In den Kliniken sind 637 Betten durch Corona-Fälle belegt
In den Münchner Krankenhäusern sind aktuell 637 Betten mit bestätigten Covid-19-Fällen belegt, davon 30 Intensivbetten und 17 Betten in der Intensivüberwachungspflege. Das sind insgesamt 159 Coronabetten mehr als vor einer Woche. Laut dem Divi-Intensivregister liegt der Anteil von Covid-Patienten auf Intensivstationen in der Landeshauptstadt bei etwa zehn Prozent. In 41 der 403 verfügbaren Intensivbetten liegen Patienten, die mit dem Coronavirus infiziert sind.
Hans Theiss, CSU-Fraktionsvize im Stadtrat, warnt: "Die Corona-Fallzahlen in München explodieren, und das Gesundheitssystem steht in dieser Stadt kurz vor dem Kollaps." Dies liege vor allem an der hohen Zahl von Covid-infizierten Ärzten und Pflegekräften bei ausgeprägtem Fachkräftemangel, so der Kardiologe und Intensivmediziner in einer Twitter-Botschaft: "Die Wiesn ist zum Superspreader-Event geworden, da beißt die Maus kein Faden ab." Ministerpräsident Markus Söder (CSU) bekräftigte am Dienstag, dass die Wiesn aus seiner Sicht insgesamt ein Erfolg gewesen sei. Es sei klar gewesen, dass danach die Zahlen hoch gehen. "Wir müssen schauen, wie es da jetzt weitergeht."

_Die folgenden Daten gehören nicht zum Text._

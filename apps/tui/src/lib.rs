// Export our modules for use in the binary and tests
pub mod app;
pub mod cli;
pub mod config;
pub mod event;
pub mod http;
pub mod terminal;
pub mod ui;

pub use config::AppConfig;
pub use http::HttpApi;
mod loop_handler;

pub use loop_handler::{build_headless_stats, run, run_headless, HeadlessStats};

Zuvor hatte schon der Betriebsrat der München Klinik mit drastischen Worten auf die Situation in den Krankenhäusern aufmerksam gemacht. "Die Notfallzentren sind überfüllt, die Patienten stapeln sich auf den Fluren", hieß es in einem Brief an Oberbürgermeister Dieter Reiter, Gesundheitsreferentin Beatrix Zurek (beide SPD), die Aufsichtsräte sowie an Geschäftsführung und Klinikleitung. Aus Kreisen des Betriebsrats war zu hören, in den Notaufnahmen hätten zuletzt "chaotische Zustände" geherrscht. Einen solchen Anstieg der Patientenzahlen bei gleichzeitig derart großem Personalmangel habe es seit Jahrzehnten nicht gegeben. Reiter teilte mit, dass er eine dringende Stellungnahme der städtischen Klinik angefordert habe und Vorschläge erwarte, wie mit der "unbestritten schwierigen Situation" umgegangen werden soll.